Denmark’s Dannebrog flag ‘fell from sky’ 800 years ago today
It was 800 years ago this Saturday that a banner sporting a white cross fell miraculously from the sky as Danish crusaders were losing a fierce battle against pagan Estonian tribes.
Published: 15 June 2019 10:27 CEST
Denmark's Dannebrog flag fell from the sky as Valdemar I (centre with sword) was losing a battle against Estonian flags in 1219. Photo: Christian August Lorentzen/Statens Museum for Kunst
When Denmark's King Valdemar I seized the banner and held it high, his troops were filled with renewed valour and went on to vanquish the Estonian defenders.
This helped them establish Danish Estonia around the fortress of Taani-linn, or Tallinn, which literally means “Danish castle”.
This story of the 'Dannebrog', Denmark's beloved national flag, may not be fully backed up by the historical evidence.
But as Torben Kjersgaard Nielsen, Associate Professor in Medieval History at Aalborg University, points out, that's hardly the point.
“We don't talk about whether it's true or not,” Kjersgaard Nielsen, author of the book Dannebrog, told Denmark's Ritzau newswire.”We talk about whether it's a good story, and that it brings a mystical and divine element.”
As part of the celebrations on Saturday, a parachutist recreated the historic scene, bringing a Dannebrog slowly to the ground.
The Dannebrog being brought once again from the sky on Saturday. Photo: Keld Navntoft / Ritzau Scanpix
Denmark's Queen Margrethe II is sailing to Estonia on the royal yacht 'Dannebrog', where she will take part in joint celebrations over the founding of Tallinn, which also shares its 800th anniversary on Saturday.
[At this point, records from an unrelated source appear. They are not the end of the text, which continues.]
//! Entity mask index and shape pattern dictionary.

use std::fmt;

use crate::mask::MaskError;

/// Pattern dictionary and prefix index builder.
pub mod dictionary;
/// Per-entity expanded masks and index keys.
pub mod entity;

pub use dictionary::{build_index, PatternDictionary, PrefixIndex};
pub use entity::{EntityIdentity, EntityMaskIndex, IndexKeys, ProbeMode};

/// Entity database rejected while building the index.
#[derive(Debug, Clone, PartialEq, Eq)]
pub enum ConfigError {
    /// A mask failed to expand or to produce shape patterns.
    Mask {
        /// Label of the owning record.
        label: String,
        /// Offending mask.
        mask: String,
        /// Parser error.
        error: MaskError,
    },
    /// More records than an [`crate::types::EntityId`] can address.
    TooManyEntities,
}

impl fmt::Display for ConfigError {
    fn fmt(&self, f: &mut fmt::Formatter<'_>) -> fmt::Result {
        match self {
            Self::Mask { label, mask, error } => {
                write!(f, "entity {label}: mask {mask:?}: {error}")
            }
            Self::TooManyEntities => f.write_str("too many entity records"),
        }
    }
}

impl std::error::Error for ConfigError {
    fn source(&self) -> Option<&(dyn std::error::Error + 'static)> {
        match self {
            Self::Mask { error, .. } => Some(error),
            Self::TooManyEntities => None,
        }
    }
}
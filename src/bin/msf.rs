//! msf command-line tool
//!
//! Lists and extracts the streams of an MSF (PDB) container

use anyhow::{Context, Result};
use clap::{Parser, Subcommand};
use msf_rs::{from_dos_datetime, ArchiveBuilder, Entry, MsfArchive};
use serde::Serialize;
use std::fs::File;
use std::io::{BufWriter, Write};
use std::path::{Path, PathBuf};
use tracing::{debug, info};
use tracing_subscriber::filter::LevelFilter;
use tracing_subscriber::EnvFilter;

#[derive(Parser, Debug)]
#[command(name = "msf")]
#[command(about = "Inspect and extract streams of MSF (PDB) containers")]
struct Args {
    /// TOML file with directory options
    #[arg(short, long, global = true)]
    config: Option<PathBuf>,

    /// Do not check page numbers against the file size
    #[arg(long, global = true)]
    no_verify_pages: bool,

    /// Increase log verbosity (-v debug, -vv trace)
    #[arg(short, long, action = clap::ArgAction::Count, global = true)]
    verbose: u8,

    #[command(subcommand)]
    command: Command,
}

#[derive(Subcommand, Debug)]
enum Command {
    /// List present streams
    List {
        /// Container file
        file: PathBuf,

        /// Print entries as JSON
        #[arg(long)]
        json: bool,

        /// Compute a CRC-32 for every stream
        #[arg(long)]
        crc: bool,
    },

    /// Extract streams into a directory, one file per stream
    Extract {
        /// Container file
        file: PathBuf,

        /// Output directory
        #[arg(short, long)]
        output: PathBuf,

        /// Extract only this stream
        #[arg(short, long)]
        stream: Option<usize>,
    },

    /// Write one stream to stdout
    Cat {
        /// Container file
        file: PathBuf,

        /// Stream index
        index: usize,
    },
}

#[derive(Serialize)]
struct ListedEntry {
    #[serde(flatten)]
    entry: Entry,

    #[serde(skip_serializing_if = "Option::is_none")]
    crc32: Option<u32>,
}

fn main() -> Result<()> {
    let args = Args::parse();
    init_tracing(args.verbose);

    match &args.command {
        Command::List { file, json, crc } => {
            let archive = open_archive(&args, file)?;
            list(&archive, *json, *crc)
        }
        Command::Extract {
            file,
            output,
            stream,
        } => {
            let archive = open_archive(&args, file)?;
            extract(&archive, output, *stream)
        }
        Command::Cat { file, index } => {
            let archive = open_archive(&args, file)?;
            let stdout = std::io::stdout();
            let mut out = stdout.lock();
            archive
                .extract_to(*index, &mut out)
                .with_context(|| format!("failed to read stream {}", index))?;
            out.flush()?;
            Ok(())
        }
    }
}

fn init_tracing(verbose: u8) {
    let level = match verbose {
        0 => LevelFilter::WARN,
        1 => LevelFilter::DEBUG,
        _ => LevelFilter::TRACE,
    };

    tracing_subscriber::fmt()
        .with_env_filter(EnvFilter::from_default_env().add_directive(level.into()))
        .with_writer(std::io::stderr)
        .init();
}

fn open_archive(args: &Args, file: &Path) -> Result<MsfArchive> {
    let mut builder = ArchiveBuilder::new().path(file);

    if let Some(config) = &args.config {
        debug!("Loading options from {:?}", config);
        builder = builder
            .config_file(config)
            .with_context(|| format!("failed to load config {}", config.display()))?;
    }

    if args.no_verify_pages {
        builder = builder.verify_page_bounds(false);
    }

    builder
        .build()
        .with_context(|| format!("failed to open {}", file.display()))
}

fn list(archive: &MsfArchive, json: bool, crc: bool) -> Result<()> {
    let mut listed = Vec::new();
    for entry in archive.entries() {
        let crc32 = if crc {
            Some(archive.checksum(entry.index)?)
        } else {
            None
        };
        listed.push(ListedEntry { entry, crc32 });
    }

    if json {
        println!("{}", serde_json::to_string_pretty(&listed)?);
        return Ok(());
    }

    println!(
        "{} stream slots, page size {}",
        archive.directory().stream_count(),
        archive.directory().page_size()
    );
    for item in &listed {
        let time = item
            .entry
            .modified
            .and_then(from_dos_datetime)
            .map(|t| t.format("%Y-%m-%d %H:%M:%S").to_string())
            .unwrap_or_else(|| "-".to_string());

        match item.crc32 {
            Some(crc32) => println!(
                "{:>6} {:>12} {:>19} {:08x}",
                item.entry.name, item.entry.size, time, crc32
            ),
            None => println!("{:>6} {:>12} {:>19}", item.entry.name, item.entry.size, time),
        }
    }

    Ok(())
}

fn extract(archive: &MsfArchive, output: &Path, stream: Option<usize>) -> Result<()> {
    match stream {
        Some(index) => {
            std::fs::create_dir_all(output)?;
            let path = output.join(index.to_string());
            let mut writer = BufWriter::new(File::create(&path)?);
            let written = archive
                .extract_to(index, &mut writer)
                .with_context(|| format!("failed to extract stream {}", index))?;
            writer.flush()?;
            info!("Wrote {} bytes to {:?}", written, path);
        }
        None => {
            let count = archive
                .extract_all(output)
                .with_context(|| format!("failed to extract to {}", output.display()))?;
            info!("Wrote {} streams to {:?}", count, output);
        }
    }

    Ok(())
}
Queen Margrethe will sail to Tallinn on the Dannebrog yacht. Photo: Keld Navntoft / Ritzau Scanpix
The flag began as a royal symbol and trading banner, then became regimental flag in the Danish army in the 18th Century. It only started to be seen as representing the entire nation in the first half of the 19th century.
Kjersgaard Nielsen said that Danes' use of the flag for birthdays and other celebrations was mostly about creating a sense of occasion.
“We are not thinking especially nationalistically when we put the birthday flag in a home-made cake or when young people come back from a backpacking holiday,” he said.
“But we probably are thinking politically when we for example see political parties using the flag as part of their communications.”
Back in 2016, there was a dispute over politicisation of the symbol when Pia Kjærsgaard, the Speaker of Denmark's parliament, who represents the Danish People's Party, wanted to have a three-meter Dannebrog hung behind her chair.
Christian Juhl, from the Red Green Alliance, complained that this was “close to an abuse of power by the Speaker”, and succeeded in having the size of the flag dramatically reduced.